I particularly enjoyed reading “On Postmodernism and Articulation: An Interview with Stuart Hall" this week—especially as sections of the piece were taken from conversations that took place here at the University of Iowa!
The final two pages (149-150), which examined the institutionalization and codification—Stuart Hall is keen to differentiate the two terms in his response— of cultural studies in the United States encouraged me to consider the current position of cultural studies within U.S. academia. Indeed, I drew a connection between this piece and "The Last Interview: Stuart Hall on the Politics of Cultural Studies," conducted thirty years later, in which Hall stated—perhaps with a hint of frustration—that "I think a lot of people in cultural studies think we can’t just go on producing another analysis of The Sopranos."

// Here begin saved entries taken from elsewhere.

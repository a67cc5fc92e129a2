use serde::Serialize;

use super::encode_path_segment;
use super::models::{ExpiresIn, ShareLink};
use crate::api::client::ApiClient;
use crate::error::ClientError;

#[derive(Debug, Serialize)]
struct ShareRequest<'a> {
    expires_in: &'a str,
}

/// 为指定文件创建限时分享链接。
/// 不做幂等保证：同一文件重复调用可能得到不同的链接，客户端也不缓存旧链接。
pub fn create_share_link(
    api: &ApiClient,
    file_id: &str,
    expires_in: ExpiresIn,
) -> Result<ShareLink, ClientError> {
    if file_id.trim().is_empty() {
        return Err(ClientError::Validation("file id is required".into()));
    }

    let encoded_id = encode_path_segment(file_id.trim());
    let url = api.endpoint(&format!("files/{encoded_id}/share/"))?;
    let body = ShareRequest {
        expires_in: expires_in.as_api_str(),
    };

    let response = api.send_authorized(|http, access| {
        Ok(http
            .post(url.clone())
            .bearer_auth(access)
            .header("Accept", "application/json")
            .json(&body))
    })?;

    if response.status().as_u16() == 401 {
        return Err(ClientError::Unauthenticated);
    }
    if response.status().as_u16() == 404 {
        return Err(ClientError::operation(
            "creating share link",
            "文件不存在，可能已被删除".to_string(),
        ));
    }
    if !response.status().is_success() {
        return Err(ClientError::operation(
            "creating share link",
            format!("server returned HTTP {}", response.status()),
        ));
    }

    let link: ShareLink = response.json()?;
    Ok(link)
}
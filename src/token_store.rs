use std::path::PathBuf;
use std::sync::Mutex;

use crate::db;
use crate::error::ClientError;

/// 令牌存取接口。access / refresh 必须成对写入、成对清除，
/// 这里不对令牌内容做任何校验，只当作不透明字符串保存。
/// 抽成 trait 是为了让请求管线与会话管理都以注入方式拿到同一实例，
/// 单测可以直接换成内存实现。
pub trait TokenStore: Send + Sync {
    fn set(&self, access: &str, refresh: &str) -> Result<(), ClientError>;
    fn access(&self) -> Result<Option<String>, ClientError>;
    fn refresh(&self) -> Result<Option<String>, ClientError>;
    fn clear(&self) -> Result<(), ClientError>;
}

/// 默认的 SQLite 实现，令牌跨进程重启保留。
pub struct SqliteTokenStore {
    db_path: PathBuf,
}

impl SqliteTokenStore {
    /// 使用平台默认的应用数据目录。
    pub fn new() -> Result<Self, ClientError> {
        let db_path = db::default_database_path().map_err(ClientError::Storage)?;
        Ok(SqliteTokenStore { db_path })
    }

    /// 指定数据库文件位置，测试用。
    pub fn at_path(db_path: PathBuf) -> Self {
        SqliteTokenStore { db_path }
    }

    fn load_row(&self) -> Result<Option<db::TokenRow>, ClientError> {
        let conn = db::open_connection(&self.db_path).map_err(ClientError::Storage)?;
        db::load_token_row(&conn).map_err(ClientError::Storage)
    }
}

impl TokenStore for SqliteTokenStore {
    fn set(&self, access: &str, refresh: &str) -> Result<(), ClientError> {
        let conn = db::open_connection(&self.db_path).map_err(ClientError::Storage)?;
        db::upsert_token_row(&conn, access, refresh).map_err(ClientError::Storage)
    }

    fn access(&self) -> Result<Option<String>, ClientError> {
        Ok(self.load_row()?.map(|row| row.access_token))
    }

    fn refresh(&self) -> Result<Option<String>, ClientError> {
        Ok(self.load_row()?.map(|row| row.refresh_token))
    }

    fn clear(&self) -> Result<(), ClientError> {
        let conn = db::open_connection(&self.db_path).map_err(ClientError::Storage)?;
        db::clear_token_row(&conn).map_err(ClientError::Storage)
    }
}

/// 纯内存实现：测试与一次性会话使用，进程退出即失效。
#[derive(Default)]
pub struct MemoryTokenStore {
    pair: Mutex<Option<(String, String)>>,
}

impl MemoryTokenStore {
    pub fn new() -> Self {
        Self::default()
    }
}

impl TokenStore for MemoryTokenStore {
    fn set(&self, access: &str, refresh: &str) -> Result<(), ClientError> {
        let mut pair = self.pair.lock().unwrap_or_else(|p| p.into_inner());
        *pair = Some((access.to_string(), refresh.to_string()));
        Ok(())
    }

    fn access(&self) -> Result<Option<String>, ClientError> {
        let pair = self.pair.lock().unwrap_or_else(|p| p.into_inner());
        Ok(pair.as_ref().map(|(access, _)| access.clone()))
    }

    fn refresh(&self) -> Result<Option<String>, ClientError> {
        let pair = self.pair.lock().unwrap_or_else(|p| p.into_inner());
        Ok(pair.as_ref().map(|(_, refresh)| refresh.clone()))
    }

    fn clear(&self) -> Result<(), ClientError> {
        let mut pair = self.pair.lock().unwrap_or_else(|p| p.into_inner());
        *pair = None;
        Ok(())
    }
}
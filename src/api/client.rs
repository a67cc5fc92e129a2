use std::sync::{Arc, Mutex};
use std::time::Duration;

use reqwest::blocking::{Client, RequestBuilder, Response};
use reqwest::redirect::Policy;
use serde::{Deserialize, Serialize};
use url::Url;

use crate::error::ClientError;
use crate::token_store::TokenStore;

const REQUEST_TIMEOUT: Duration = Duration::from_secs(30);
const CONNECT_TIMEOUT: Duration = Duration::from_secs(10);

/// 所有对远端 API 的请求都经过这里：统一挂 Bearer 令牌，
/// 收到 401 时走一次"刷新并重放"流程，刷新失败则清空会话。
/// TokenStore 以注入方式持有，避免模块级单例，方便用假实现做单测。
pub struct ApiClient {
    http: Client,
    base_url: Url,
    tokens: Arc<dyn TokenStore>,
    /// 刷新闸门：并发 401 在此串行化，同一代 access token 最多触发一次远端刷新。
    refresh_gate: Mutex<()>,
    expired_hooks: Mutex<Vec<Box<dyn Fn() + Send + Sync>>>,
}

#[derive(Debug, Serialize)]
struct RefreshRequest<'a> {
    refresh: &'a str,
}

#[derive(Debug, Deserialize)]
struct RefreshResponse {
    access: String,
    /// 服务端开启轮换时会一并下发新的 refresh token。
    refresh: Option<String>,
}

impl ApiClient {
    pub fn new(base_url: &str, tokens: Arc<dyn TokenStore>) -> Result<Self, ClientError> {
        let mut base_url = Url::parse(base_url)
            .map_err(|e| ClientError::operation("parsing base url", e.to_string()))?;
        // join() 以 '/' 结尾的 base 为基准拼接相对路径。
        if !base_url.path().ends_with('/') {
            let path = format!("{}/", base_url.path());
            base_url.set_path(&path);
        }

        let http = Client::builder()
            .timeout(REQUEST_TIMEOUT)
            .connect_timeout(CONNECT_TIMEOUT)
            .redirect(Policy::limited(10))
            .build()?;

        Ok(ApiClient {
            http,
            base_url,
            tokens,
            refresh_gate: Mutex::new(()),
            expired_hooks: Mutex::new(Vec::new()),
        })
    }

    /// 注入的令牌存储，会话管理与登录流程共享同一实例。
    pub fn tokens(&self) -> Arc<dyn TokenStore> {
        Arc::clone(&self.tokens)
    }

    /// 拼接相对路径（不带前导 '/'），如 "files/" 或 "auth/me/"。
    pub(crate) fn endpoint(&self, path: &str) -> Result<Url, ClientError> {
        self.base_url
            .join(path)
            .map_err(|e| ClientError::operation("building request url", e.to_string()))
    }

    /// 认证端点专用：不挂 Bearer，也不参与 401 刷新重试，
    /// 否则刷新失败会递归触发自身。
    pub(crate) fn post_public<B: Serialize + ?Sized>(
        &self,
        path: &str,
        body: &B,
    ) -> Result<Response, ClientError> {
        let url = self.endpoint(path)?;
        Ok(self.http.post(url).json(body).send()?)
    }

    /// 鉴权请求的统一入口。build 闭包在给定 access token 的前提下构造请求，
    /// 重试时会用新令牌重新构造一次，而不是改动已发出的请求。
    ///
    /// 重试次数用显式计数控制：同一请求最多重放一次，第二个 401 原样返回，
    /// 不会再次触发刷新。没有 access token 时直接报未登录，不发网络请求。
    pub(crate) fn send_authorized<F>(&self, build: F) -> Result<Response, ClientError>
    where
        F: Fn(&Client, &str) -> Result<RequestBuilder, ClientError>,
    {
        let mut access = self.tokens.access()?.ok_or(ClientError::Unauthenticated)?;

        for attempt in 0..2u8 {
            let response = build(&self.http, &access)?.send()?;
            if response.status().as_u16() != 401 || attempt == 1 {
                return Ok(response);
            }
            log::debug!("[pipeline] got 401, attempting token refresh");
            access = self.refresh_access(&access)?;
        }
        unreachable!("authorized send loops at most twice");
    }

    /// 刷新 access token，stale_access 是触发 401 的那次请求所挂的令牌。
    ///
    /// 进入闸门后先对比存储中的令牌：如果已经与 stale 不同，
    /// 说明并发的另一个请求刚刚完成刷新，直接复用即可（single-flight）。
    /// 真正的刷新失败会清空两个令牌并广播会话过期，调用方只会看到
    /// Unauthenticated，不会看到刷新请求本身的错误。
    fn refresh_access(&self, stale_access: &str) -> Result<String, ClientError> {
        let _flight = self
            .refresh_gate
            .lock()
            .unwrap_or_else(|poison| poison.into_inner());

        if let Some(current) = self.tokens.access()? {
            if current != stale_access {
                log::debug!("[pipeline] token already refreshed by a concurrent request");
                return Ok(current);
            }
        }

        let Some(refresh) = self.tokens.refresh()? else {
            // 没有 refresh token 就没有可尝试的刷新，立刻以未登录失败。
            return Err(ClientError::Unauthenticated);
        };

        match self.exchange_refresh_token(&refresh) {
            Ok((access, rotated)) => {
                let refresh = rotated.unwrap_or(refresh);
                self.tokens.set(&access, &refresh)?;
                log::debug!("[pipeline] access token refreshed");
                Ok(access)
            }
            Err(err) => {
                log::warn!("[pipeline] token refresh failed, terminating session: {err}");
                if let Err(clear_err) = self.tokens.clear() {
                    log::warn!("[pipeline] failed to clear tokens: {clear_err}");
                }
                self.notify_session_expired();
                Err(ClientError::Unauthenticated)
            }
        }
    }

    fn exchange_refresh_token(
        &self,
        refresh: &str,
    ) -> Result<(String, Option<String>), ClientError> {
        let response = self.post_public("auth/token/refresh/", &RefreshRequest { refresh })?;
        if !response.status().is_success() {
            return Err(ClientError::operation(
                "refreshing access token",
                format!("token endpoint returned HTTP {}", response.status()),
            ));
        }
        let payload: RefreshResponse = response.json()?;
        Ok((payload.access, payload.refresh))
    }

    /// 注册会话过期回调；刷新彻底失败时逐一触发，由会话层回到未登录态。
    pub fn on_session_expired(&self, hook: Box<dyn Fn() + Send + Sync>) {
        let mut hooks = self
            .expired_hooks
            .lock()
            .unwrap_or_else(|poison| poison.into_inner());
        hooks.push(hook);
    }

    fn notify_session_expired(&self) {
        let hooks = self
            .expired_hooks
            .lock()
            .unwrap_or_else(|poison| poison.into_inner());
        for hook in hooks.iter() {
            hook();
        }
    }
}
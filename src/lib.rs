//! FileBox 桌面客户端核心：带透明令牌刷新的请求管线、会话管理、
//! 文件资源取用与缓存，以及缩略图预取。
//! 展示层（窗口、路由、表单）不在本 crate 范围内。

pub mod api;
pub mod blob;
pub(crate) mod db;
pub mod error;
pub mod file_manager;
pub mod session;
pub mod thumbnails;
pub mod token_store;

pub use api::auth::{LoginCredentials, Principal, RegisterCredentials};
pub use api::files::{
    DownloadOutcome, ExpiresIn, FileRecord, Page, ShareLink, UploadRequest, PAGE_SIZE,
};
pub use api::ApiClient;
pub use blob::{BlobHandle, BlobStore, ScopedBlob};
pub use error::ClientError;
pub use file_manager::FileManager;
pub use session::{SessionManager, SessionState};
pub use thumbnails::{ClaimPolicy, ThumbnailPrefetcher};
pub use token_store::{MemoryTokenStore, SqliteTokenStore, TokenStore};
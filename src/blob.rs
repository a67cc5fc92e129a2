use std::collections::HashMap;
use std::sync::{Arc, Mutex, MutexGuard};

use uuid::Uuid;

/// 进程内二进制内容的注册表。拉取到的文件字节挂在这里，
/// 以 blob URL 的形式交给展示层引用。
///
/// 句柄是独占资源：谁创建谁负责释放，释放后条目即回收。
/// `live_handles` 暴露在册数量，用来在测试里断言没有句柄泄漏。
#[derive(Clone, Default)]
pub struct BlobStore {
    entries: Arc<Mutex<HashMap<Uuid, BlobEntry>>>,
}

// MIME 类型挂在句柄上随句柄流转，注册表只保管字节。
struct BlobEntry {
    bytes: Arc<Vec<u8>>,
}

/// 指向一段已拉取二进制内容的句柄。不可克隆，释放必须显式进行
/// （或交给 ScopedBlob 随作用域释放）。
#[derive(Debug)]
pub struct BlobHandle {
    id: Uuid,
    url: String,
    mime_type: String,
    size_bytes: u64,
}

impl BlobHandle {
    pub fn url(&self) -> &str {
        &self.url
    }

    pub fn mime_type(&self) -> &str {
        &self.mime_type
    }

    pub fn size_bytes(&self) -> u64 {
        self.size_bytes
    }
}

impl BlobStore {
    pub fn new() -> Self {
        Self::default()
    }

    /// 注册一段内容并发放句柄。
    pub fn create(&self, bytes: Vec<u8>, mime_type: &str) -> BlobHandle {
        let id = Uuid::new_v4();
        let size_bytes = bytes.len() as u64;
        let mut entries = self.lock_entries();
        entries.insert(
            id,
            BlobEntry {
                bytes: Arc::new(bytes),
            },
        );
        BlobHandle {
            id,
            url: format!("blob:{id}"),
            mime_type: mime_type.to_string(),
            size_bytes,
        }
    }

    /// 解引用句柄对应的内容。句柄已被释放时返回 None。
    pub fn read(&self, handle: &BlobHandle) -> Option<Arc<Vec<u8>>> {
        let entries = self.lock_entries();
        entries.get(&handle.id).map(|entry| Arc::clone(&entry.bytes))
    }

    /// 按 blob URL 解引用，给只拿得到 URL 的展示层用。
    pub fn read_url(&self, url: &str) -> Option<Arc<Vec<u8>>> {
        let id = url.strip_prefix("blob:")?.parse::<Uuid>().ok()?;
        let entries = self.lock_entries();
        entries.get(&id).map(|entry| Arc::clone(&entry.bytes))
    }

    /// 释放句柄，消费所有权，保证释放后无法再被引用。
    pub fn release(&self, handle: BlobHandle) {
        let mut entries = self.lock_entries();
        if entries.remove(&handle.id).is_none() {
            log::warn!("[blob] released handle {} twice", handle.id);
        }
    }

    /// 当前在册的句柄数量。
    pub fn live_handles(&self) -> usize {
        self.lock_entries().len()
    }

    fn lock_entries(&self) -> MutexGuard<'_, HashMap<Uuid, BlobEntry>> {
        self.entries.lock().unwrap_or_else(|poison| poison.into_inner())
    }
}

/// 随作用域释放的句柄包装：提前返回、错误路径、被新内容替换，
/// 任何一条退出路径都会把底层句柄归还给 BlobStore。
pub struct ScopedBlob {
    store: BlobStore,
    handle: Option<BlobHandle>,
}

impl ScopedBlob {
    pub fn new(store: BlobStore, handle: BlobHandle) -> Self {
        ScopedBlob {
            store,
            handle: Some(handle),
        }
    }

    pub fn handle(&self) -> &BlobHandle {
        self.handle
            .as_ref()
            .expect("handle present until dropped")
    }

    pub fn bytes(&self) -> Option<Arc<Vec<u8>>> {
        self.store.read(self.handle())
    }
}

impl Drop for ScopedBlob {
    fn drop(&mut self) {
        if let Some(handle) = self.handle.take() {
            self.store.release(handle);
        }
    }
}
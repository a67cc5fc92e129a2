use directories::ProjectDirs;
use rusqlite::Connection;
use std::fs;
use std::path::{Path, PathBuf};
use std::time::{SystemTime, UNIX_EPOCH};

mod tokens;

pub(crate) use tokens::{clear_token_row, load_token_row, upsert_token_row, TokenRow};

const QUALIFIER: &str = "com";
const ORGANIZATION: &str = "Filebox";
const APPLICATION: &str = "Filebox";
const DB_FILE_NAME: &str = "session.db";

pub type StorageResult<T> = Result<T, String>;

/// 打开（必要时创建）指定路径上的数据库并应用建表语句。
/// 客户端侧写入频率很低，每次操作短连接即可。
pub(crate) fn open_connection(path: &Path) -> StorageResult<Connection> {
    if let Some(dir) = path.parent() {
        fs::create_dir_all(dir)
            .map_err(|e| format!("failed to create database directory {dir:?}: {e}"))?;
    }

    let conn =
        Connection::open(path).map_err(|e| format!("failed to open SQLite database: {e}"))?;
    apply_migrations(&conn)?;
    Ok(conn)
}

fn apply_migrations(conn: &Connection) -> StorageResult<()> {
    conn.execute_batch(tokens::TOKEN_TABLE_SCHEMA)
        .map_err(|e| format!("failed to initialize database schema: {e}"))?;
    Ok(())
}

/// 默认数据库位置：平台约定的应用数据目录。
pub(crate) fn default_database_path() -> StorageResult<PathBuf> {
    let dirs = ProjectDirs::from(QUALIFIER, ORGANIZATION, APPLICATION)
        .ok_or_else(|| "failed to resolve application data directory".to_string())?;
    Ok(dirs.data_dir().join(DB_FILE_NAME))
}

pub(crate) fn current_timestamp_millis() -> i64 {
    SystemTime::now()
        .duration_since(UNIX_EPOCH)
        .map(|duration| duration.as_millis() as i64)
        .unwrap_or(0)
}
impl<O: RandomnessOracleClient> RaffleStateMachine<O> {
    /// Build a machine from validated configuration, starting at round 1,
    /// OPEN, with an empty pool.
    pub fn new(config: RaffleConfig, oracle: O) -> Result<Self, ConfigError> {
        config.validate()?;
        let registry = EntrantRegistry::new(config.entrance_fee, config.max_entrants);
        let ledger = SettlementLedger::new(
            config.treasury_controller.clone(),
            config.settlement_split,
        );
        Ok(Self {
            config,
            oracle,
            state: RoundState::Open,
            round: RoundIndex::FIRST,
            registry,
            tracker: RequestTracker::new(),
            ledger,
            pending: None,
            recent_winner: None,
            events: Vec::new(),
        })
    }

    // ─── Entry ───────────────────────────────────────────────────────

    /// Admit a payer into the current round.
    ///
    /// Valid only in OPEN; the payment must equal the entrance fee
    /// exactly and a slot must be free.
    pub fn enter(
        &mut self,
        payer: AccountId,
        amount: Amount,
    ) -> Result<EntryReceipt, AdmissionError> {
        if !self.state.is_open() {
            return Err(AdmissionError::RoundNotOpen {
                round: self.round,
                state: self.state.to_string(),
            });
        }
        let receipt = self.registry.admit(payer.clone(), amount, self.round)?;
        tracing::debug!(
            round = %self.round,
            account = %payer,
            slot = receipt.slot,
            "entrant admitted"
        );
        self.events.push(RaffleEvent::EntrantAdmitted {
            round: self.round,
            account: payer,
            slot: receipt.slot,
        });
        Ok(receipt)
    }

    // ─── Draw ────────────────────────────────────────────────────────

    /// Issue a randomness request for the current round.
    ///
    /// Valid only in OPEN with at least one entrant. Freezes the entrant
    /// sequence and pot, registers the oracle-assigned identifier, and
    /// transitions to AWAITING_RANDOMNESS. Returns the identifier.
    pub fn request_draw(&mut self) -> Result<RequestId, DrawError> {
        match self.state {
            RoundState::Open => {}
            RoundState::AwaitingRandomness | RoundState::Settling => {
                return Err(DrawError::DrawAlreadyInProgress { round: self.round });
            }
        }
        if self.registry.count() == 0 {
            return Err(DrawError::NoEntrantsToDraw);
        }

        let ctx = DrawContext {
            round: self.round,
            entrant_count: self.registry.count(),
            pot: self.registry.pot(),
        };
        let request_id = self.oracle.request_random_words(&ctx)?;
        self.tracker.register(request_id, self.round)?;

        self.pending = Some(PendingDraw {
            request_id,
            entrants: self.registry.snapshot().to_vec(),
            pot: self.registry.pot(),
        });
        self.state = RoundState::AwaitingRandomness;
        tracing::info!(
            round = %self.round,
            %request_id,
            entrants = ctx.entrant_count,
            pot = %ctx.pot,
            "draw requested"
        );
        self.events.push(RaffleEvent::DrawRequested {
            round: self.round,
            request_id,
        });
        Ok(request_id)
    }

    /// Consume a delivered random value and settle the round.
    ///
    /// Inbound from the oracle's execution context. An identifier that
    /// was never issued, or was already consumed, is rejected
    /// `UnknownRequest` with zero state mutation — replays and forgeries
    /// bounce off. On success: winner = frozen snapshot at
    /// `random_value mod entrant_count`, pot allocated, registry reset,
    /// round index advanced, state back to OPEN.
    pub fn on_randomness_delivered(
        &mut self,
        request_id: RequestId,
        random_value: u128,
    ) -> Result<SettlementRecord, RequestIntegrityError> {
        let round = match self.tracker.resolve(request_id) {
            Ok(round) => round,
            Err(err) => {
                tracing::warn!(%request_id, %err, "randomness delivery rejected");
                return Err(err);
            }
        };

        // A resolved identifier always has a matching frozen draw: the
        // two are written together in request_draw. Restore and reject
        // rather than panic if that pairing is ever violated.
        let pending = match self.pending.take() {
            Some(p) if p.request_id == request_id => p,
            other => {
                self.pending = other;
                return Err(RequestIntegrityError::UnknownRequest(request_id));
            }
        };

        self.state = RoundState::Settling;
        let count = pending.entrants.len() as u128;
        // count >= 1 (draws require an entrant), and the modulo bounds
        // the index, so this never goes out of range.
        let winner_index = (random_value % count) as usize;
        let winner = pending.entrants[winner_index].account.clone();

        let record = self
            .ledger
            .allocate(round, winner.clone(), pending.pot)
            .clone();
        self.registry.reset();
        self.recent_winner = Some(winner.clone());
        self.events.push(RaffleEvent::WinnerPicked {
            round,
            winner: winner.clone(),
            pot: pending.pot,
        });
        tracing::info!(
            %round,
            winner = %winner,
            winner_index,
            pot = %pending.pot,
            "winner picked, round reset"
        );

        self.round = self.round.next();
        self.state = RoundState::Open;
        Ok(record)
    }

    // ─── Settlement collection ───────────────────────────────────────

    /// Sweep the accumulated treasury balance. Controller only.
    pub fn withdraw(&mut self, caller: &AccountId) -> Result<Amount, LedgerError> {
        let amount = self.ledger.withdraw(caller)?;
        self.events.push(RaffleEvent::TreasurySwept { amount });
        Ok(amount)
    }

    /// Collect the caller's accumulated winnings.
    pub fn claim(&mut self, caller: &AccountId) -> Result<Amount, LedgerError> {
        let amount = self.ledger.claim(caller)?;
        self.events.push(RaffleEvent::PrizeClaimed {
            account: caller.clone(),
            amount,
        });
        Ok(amount)
    }

    // ─── Queries (read-only, no side effects) ────────────────────────

    /// Current lifecycle state.
    pub fn state(&self) -> RoundState {
        self.state
    }

    /// Current round index.
    pub fn round(&self) -> RoundIndex {
        self.round
    }

    /// The configured exact entrance fee.
    pub fn entrance_fee(&self) -> Amount {
        self.config.entrance_fee
    }

    /// Admissions in the current round.
    pub fn entrant_count(&self) -> u64 {
        self.registry.count()
    }

    /// Funds accumulated in the current round.
    pub fn pot(&self) -> Amount {
        self.registry.pot()
    }

    /// The identifier of the outstanding request, while one exists.
    pub fn outstanding_request(&self) -> Option<RequestId> {
        self.pending.as_ref().map(|p| p.request_id)
    }

    /// Winner of the most recently settled round.
    pub fn recent_winner(&self) -> Option<&AccountId> {
        self.recent_winner.as_ref()
    }

    /// The accumulated, unswept treasury balance.
    pub fn treasury_balance(&self) -> Amount {
        self.ledger.treasury_balance()
    }

    /// The unclaimed payable balance of an account.
    pub fn payable_balance(&self, account: &AccountId) -> Amount {
        self.ledger.payable_balance(account)
    }

    /// The append-only settlement log.
    pub fn settlements(&self) -> &[SettlementRecord] {
        self.ledger.records()
    }

    /// The append-only event log.
    pub fn events(&self) -> &[RaffleEvent] {
        &self.events
    }

    /// The oracle binding, for inspection.
    pub fn oracle(&self) -> &O {
        &self.oracle
    }
}
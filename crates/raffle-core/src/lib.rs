//! # raffle-core — Foundational Types for the Pooled Raffle Stack
//!
//! This crate is the bedrock of the raffle stack. It defines the
//! type-system primitives the engine builds on; every other crate in the
//! workspace depends on `raffle-core`, and it depends on nothing internal.
//!
//! ## Key Design Principles
//!
//! 1. **Newtype wrappers for domain primitives.** `AccountId`,
//!    `RequestId`, `RoundIndex` — no bare integers or strings for
//!    identifiers, so a forged request id cannot be confused with a round
//!    index at any call site.
//!
//! 2. **Integer money.** `Amount` is a count of indivisible base units
//!    with checked arithmetic; `BasisPoints` is a validated share that can
//!    never exceed the whole. Floats never touch a balance.
//!
//! 3. **UTC-only timestamps.** `Timestamp` enforces UTC with seconds
//!    precision, keeping the settlement log's ordering deterministic.
//!
//! 4. **Validated configuration.** `RaffleConfig` is parsed from YAML and
//!    cross-checked before the engine will accept it.
//!
//! ## Crate Policy
//!
//! - No dependencies on other `raffle-*` crates (this is the leaf).
//! - No `unsafe` code.
//! - No `panic!()` or `.unwrap()` outside tests.
//! - All public types derive `Debug` and `Clone`, and implement
//!   `Serialize`/`Deserialize`.

pub mod amount;
pub mod config;
pub mod error;
pub mod identity;
pub mod temporal;

// Re-export primary types for ergonomic imports.
pub use amount::{Amount, BasisPoints, UNITS_PER_TOKEN};
pub use config::{ConfigError, OracleParams, RaffleConfig};
pub use error::CoreError;
pub use identity::{AccountId, RequestId, RoundIndex};
pub use temporal::Timestamp;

In "On Postmodernism and Articulation" Hall states "cultural studies has to be open to external influences, for example, to the rise of new social movements, to psychoanalysis, to feminism, to cultural differences" which forms my first question:
What external influences have moulded—and continue to shape—contemporary cultural studies?
a. In what ways do these external influences diverge in different geographical locations; for example, between the U.S. and U.K.?
My second question is inspired by Hall's quote (146) earlier in the interview: "Perhaps I ought to say in parenthesis that I do find an alarming tendency in myself to prefer people’s less complete works to their later, mature and complete ones... I like people’s middle period a lot, where they have gotten over their adolescent idealism but their thought has not yet hardened into a system."
Does Hall's "alarming" tendency to favor the middle period of scholars' work resonate with anyone else in the class?